Ceres holds about a third of the entire asteroid belt's mass in a single body — a 940-kilometer dwarf planet that turned out to be, on close inspection, a water world wearing a rock disguise. When NASA's Dawn spacecraft arrived in 2015, the most interesting thing about Ceres stopped being its size and became its plumbing.
The brine machine
Estimates put Ceres at roughly 25% water by mass — locked in an ice-rich mantle and hydrated minerals beneath a dusty crust. The headline discovery came from Occator crater: brilliant bright spots, the faculae, that resolved under Dawn's instruments into deposits of sodium carbonate — the most concentrated found anywhere beyond Earth. The mechanism is the interesting part. An impact about 20 million years ago fractured the crust above a deep reservoir of salty water; brine migrated up through the cracks, reached the surface, and the water sublimated away, leaving carbonate salt behind. Gravity data suggests the source is a regional reservoir of briny liquid tens of kilometers down — possibly the remnant of a global ocean that mostly froze.

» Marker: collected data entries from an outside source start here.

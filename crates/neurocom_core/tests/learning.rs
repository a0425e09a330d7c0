mod common;

use common::TestApp;
use neurocom_core::domain::{
    ProfileUpdate, StepFeedback, Tier, TrackStatus, VideoProgressUpdate,
};
use neurocom_core::ports::GenerationKind;
use neurocom_core::CoreError;

#[tokio::test]
async fn started_track_feeds_the_guardian_until_finished() {
    let app = TestApp::new();
    let user = app.user(Tier::Intermediate);
    let track = app.store.add_track("foco", "Foco profundo", Tier::Intermediate);
    let first = app.store.add_step(track, "Respirar");
    let second = app.store.add_step(track, "Agir");
    app.embeddings.set_failing(true);

    let enrollment = app.learning.start_track(user.id, "foco").await.unwrap();
    assert_eq!(enrollment.status, TrackStatus::InProgress);
    assert_eq!(enrollment.current_step_id, Some(first));

    let outcome = app
        .learning
        .complete_step(&user, first, StepFeedback::default())
        .await
        .unwrap();
    assert_eq!(outcome.enrollment.percent, 50);
    assert_eq!(outcome.next_step_id, Some(second));
    assert!(!outcome.track_completed());

    app.guide(user.id, "por onde continuo?").await;
    let prompt = &app.generator.prompts(GenerationKind::Answer)[0];
    assert!(prompt.contains("Trilhas em progresso:\n- Foco profundo: 50% concluído"), "{prompt}");

    let outcome = app
        .learning
        .complete_step(&user, second, StepFeedback::default())
        .await
        .unwrap();
    assert!(outcome.track_completed());
    assert!(outcome.enrollment.completed_at.is_some());

    app.guide(user.id, "e agora?").await;
    let prompt = &app.generator.prompts(GenerationKind::Answer)[1];
    assert!(!prompt.contains("Trilhas em progresso"), "{prompt}");
}

#[tokio::test]
async fn starting_twice_keeps_the_enrollment() {
    let app = TestApp::new();
    let user = app.user(Tier::Free);
    let track = app.store.add_track("pausa", "Pausas curtas", Tier::Free);
    let first = app.store.add_step(track, "Parar");
    app.store.add_step(track, "Respirar");

    app.learning.start_track(user.id, "pausa").await.unwrap();
    app.learning
        .complete_step(&user, first, StepFeedback::default())
        .await
        .unwrap();
    let again = app
        .learning
        .start_track(user.id, &track.to_string())
        .await
        .unwrap();
    assert_eq!(again.percent, 50);

    let detail = app.learning.track(user.id, "pausa").await.unwrap();
    assert!(detail.steps[0].completed_at.is_some());
    assert!(detail.steps[1].completed_at.is_none());
}

#[tokio::test]
async fn completing_a_step_checks_the_track_level() {
    let app = TestApp::new();
    let user = app.user(Tier::Free);
    let track = app.store.add_track("avancado", "Regulação emocional", Tier::Full);
    let step = app.store.add_step(track, "Nomear emoções");

    let err = app
        .learning
        .complete_step(&user, step, StepFeedback::default())
        .await
        .unwrap_err();
    assert!(matches!(
        err,
        CoreError::InsufficientTier {
            current: Tier::Free,
            ..
        }
    ));
    assert!(app.store.step_feedback(user.id, step).is_none());

    let err = app
        .learning
        .complete_step(
            &user,
            step,
            StepFeedback {
                rating: Some(0),
                feedback: None,
            },
        )
        .await
        .unwrap_err();
    assert!(matches!(err, CoreError::Validation(_)));
}

#[tokio::test]
async fn unknown_content_is_not_found() {
    let app = TestApp::new();
    let user = app.user(Tier::Full);

    let err = app.learning.track(user.id, "nada").await.unwrap_err();
    assert!(matches!(err, CoreError::NotFound(_)));
    let err = app.learning.start_track(user.id, "nada").await.unwrap_err();
    assert!(matches!(err, CoreError::NotFound(_)));
    let err = app
        .learning
        .record_video_progress(
            user.id,
            "nada",
            VideoProgressUpdate {
                position_seconds: 0,
                completed: None,
            },
        )
        .await
        .unwrap_err();
    assert!(matches!(err, CoreError::NotFound(_)));
}

#[tokio::test]
async fn recorded_video_progress_shows_up_as_recent_activity() {
    let app = TestApp::new();
    let user = app.user(Tier::Intermediate);
    let video = app.store.add_video("respirar", "Respiração consciente", Tier::Free);
    app.store.set_video_duration(video.id, 300);
    app.embeddings.set_failing(true);

    let progress = app
        .learning
        .record_video_progress(
            user.id,
            "respirar",
            VideoProgressUpdate {
                position_seconds: 280,
                completed: None,
            },
        )
        .await
        .unwrap();
    assert!(progress.completed);

    app.guide(user.id, "o que eu vi?").await;
    let prompt = &app.generator.prompts(GenerationKind::Answer)[0];
    assert!(prompt.contains("Vídeos recentes:\n- Respiração consciente - concluído"), "{prompt}");
}

#[tokio::test]
async fn profile_edits_reach_the_guardian_prompt() {
    let app = TestApp::new();
    let user = app.user(Tier::Intermediate);

    assert!(app.learning.profile(user.id).await.unwrap().is_none());
    app.learning
        .update_profile(
            user.id,
            ProfileUpdate {
                goals: Some(vec!["dormir melhor".to_string()]),
                ..ProfileUpdate::default()
            },
        )
        .await
        .unwrap();
    let profile = app
        .learning
        .update_profile(
            user.id,
            ProfileUpdate {
                experience_level: Some("iniciante".to_string()),
                ..ProfileUpdate::default()
            },
        )
        .await
        .unwrap();
    assert_eq!(profile.goals, ["dormir melhor"]);

    app.guide(user.id, "como começo?").await;
    let prompt = &app.generator.prompts(GenerationKind::Answer)[0];
    assert!(prompt.contains("- Objetivos: dormir melhor\n- Nível: iniciante"), "{prompt}");
}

That makes Ceres a candidate relict ocean world: not the active, tidally-kneaded oceans of Europa or Enceladus, but a body that once had one and may still hold pockets of liquid today. Dawn also found organics near Ernutet crater and ammonia-bearing clays — chemistry that hints Ceres may have accreted material from farther out in the solar system before settling into the belt.
The depot
Read the solar system as infrastructure and Ceres becomes the obvious logistics node of the main belt. Water is the master resource of spaceflight: drink it, split it into oxygen and hydrogen for propellant, use it as radiation shielding. Ceres has it at planetary scale, sitting at ~2.8 AU in the middle of the asteroid belt, with a shallow gravity well (escape velocity ~510 m/s — about 5% of Earth's). Any long-term industrial map of the belt — prospecting metal asteroids, refueling outbound missions, sustaining crews — keeps drawing supply lines back to the same dot. Dawn orbited from 2015 to 2018 and remains there, inert, in a stable graveyard orbit; follow-up sample-return concepts have been studied but not yet flown.
Why it matters to a builder
Ceres is what a natural resource depot looks like before anyone builds the depot: maximum stockpile, minimum gravity tax, central location. Systems thinkers will recognize the pattern — networks organize around nodes that minimize transport cost, and Ceres is the belt's Schelling point. It's also a reminder that survey data changes strategy: a body catalogued for two centuries as a big rock became, with one orbiter, the most valuable volatile reserve between Mars and Jupiter.